On June 1, 2017, the United States Court of Appeals for the Second Circuit held in Whole Foods Market Group, Inc. v. National Labor Relations Board that the federal National Labor Relations Act ("NLRA") restricts the ability of companies to maintain broad policies prohibiting employees from recording or videotaping in the workplace.

Section 7 of the NLRA—which applies to both unionized and non-unionized workplaces—permits employees "to engage in concerted activities for the purpose of collective bargaining or other mutual aid or protection." Whole Foods had established policies that generally banned all recording of conversations in the workplace without prior management approval. The Second Circuit stated that employees would reasonably construe such policies to prohibit recording that is protected by Section 7 of the NLRA. The Second Circuit noted that the "overbroad language" in Whole Foods’ policies is "not limited to controlling those activities in which employees are not acting in concert." Rather, the Second Circuit noted that these policies may prevent "‘employees recording images of employee picketing, documenting unsafe workplace…conditions, documenting and publicizing discussions about terms and conditions of employment, or documenting inconsistent application of employer rules,’ without management approval."

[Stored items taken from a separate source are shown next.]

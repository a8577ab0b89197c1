use base64::engine::general_purpose::STANDARD;
use base64::Engine;
use hmac::{Hmac, Mac};
use sha2::Sha256;

use crate::error::BotError;

type HmacSha256 = Hmac<Sha256>;

fn keyed_mac(channel_secret: &str, body: &[u8]) -> Result<HmacSha256, BotError> {
    let mac = HmacSha256::new_from_slice(channel_secret.as_bytes())
        .map_err(|e| BotError::Internal(format!("failed to create HMAC: {e}")))?;
    Ok(mac.chain_update(body))
}

/// Compute the `X-Line-Signature` value for a request body:
/// base64 of HMAC-SHA256 keyed with the channel secret.
pub fn sign(channel_secret: &str, body: &[u8]) -> Result<String, BotError> {
    let mac = keyed_mac(channel_secret, body)?;
    Ok(STANDARD.encode(mac.finalize().into_bytes()))
}

/// Check a received signature header against the body.
///
/// A missing header is a bad request, a mismatch is unauthorized.
pub fn verify(channel_secret: &str, body: &[u8], signature: Option<&str>) -> Result<(), BotError> {
    let signature = signature
        .map(str::trim)
        .filter(|s| !s.is_empty())
        .ok_or_else(|| BotError::BadRequest("missing x-line-signature header".into()))?;

    let decoded = STANDARD
        .decode(signature)
        .map_err(|_| BotError::Unauthorized("signature is not valid base64".into()))?;

    keyed_mac(channel_secret, body)?
        .verify_slice(&decoded)
        .map_err(|_| BotError::Unauthorized("signature mismatch".into()))
}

Despite its rejection of the particular Whole Foods policy that was before it, the court expressly stated that not every no-recording policy will violate the NLRA and that "[it] should be possible to craft a policy that places some limits on recording audio and video in the work place that does not violate the [NLRA]." Employers who wish to limit workplace recording should craft their policy with close involvement of counsel.

 

DOL Withdraws Joint Employment and Independent Contractor Guidance

Undoing two actions taken under President Obama’s administration that employers had widely viewed as regulatory overreach, the US Department of Labor ("DOL") recently withdrew two Wage and Hour Administrator’s Interpretations from 2015 and 2016 on independent contractors and joint employment. The 2015 DOL guidance discussed misclassification of employees as independent contractors and concluded that "most workers are employees" under the Fair Labor Standards Act. The 2016 guidance stated that joint employment "should be defined expansively." Although the DOL has withdrawn these expansive interpretations, the DOL press release states that "[r]emoval of the administrator interpretations does not change the legal responsibilities of employers under the Fair Labor Standards Act" and that DOL "will continue to fully and fairly enforce all laws within its jurisdiction, including the Fair Labor Standards Act…." The DOL’s withdrawal of their previous guidance is indicative of a shift to less regulation espoused by President Trump’s administration.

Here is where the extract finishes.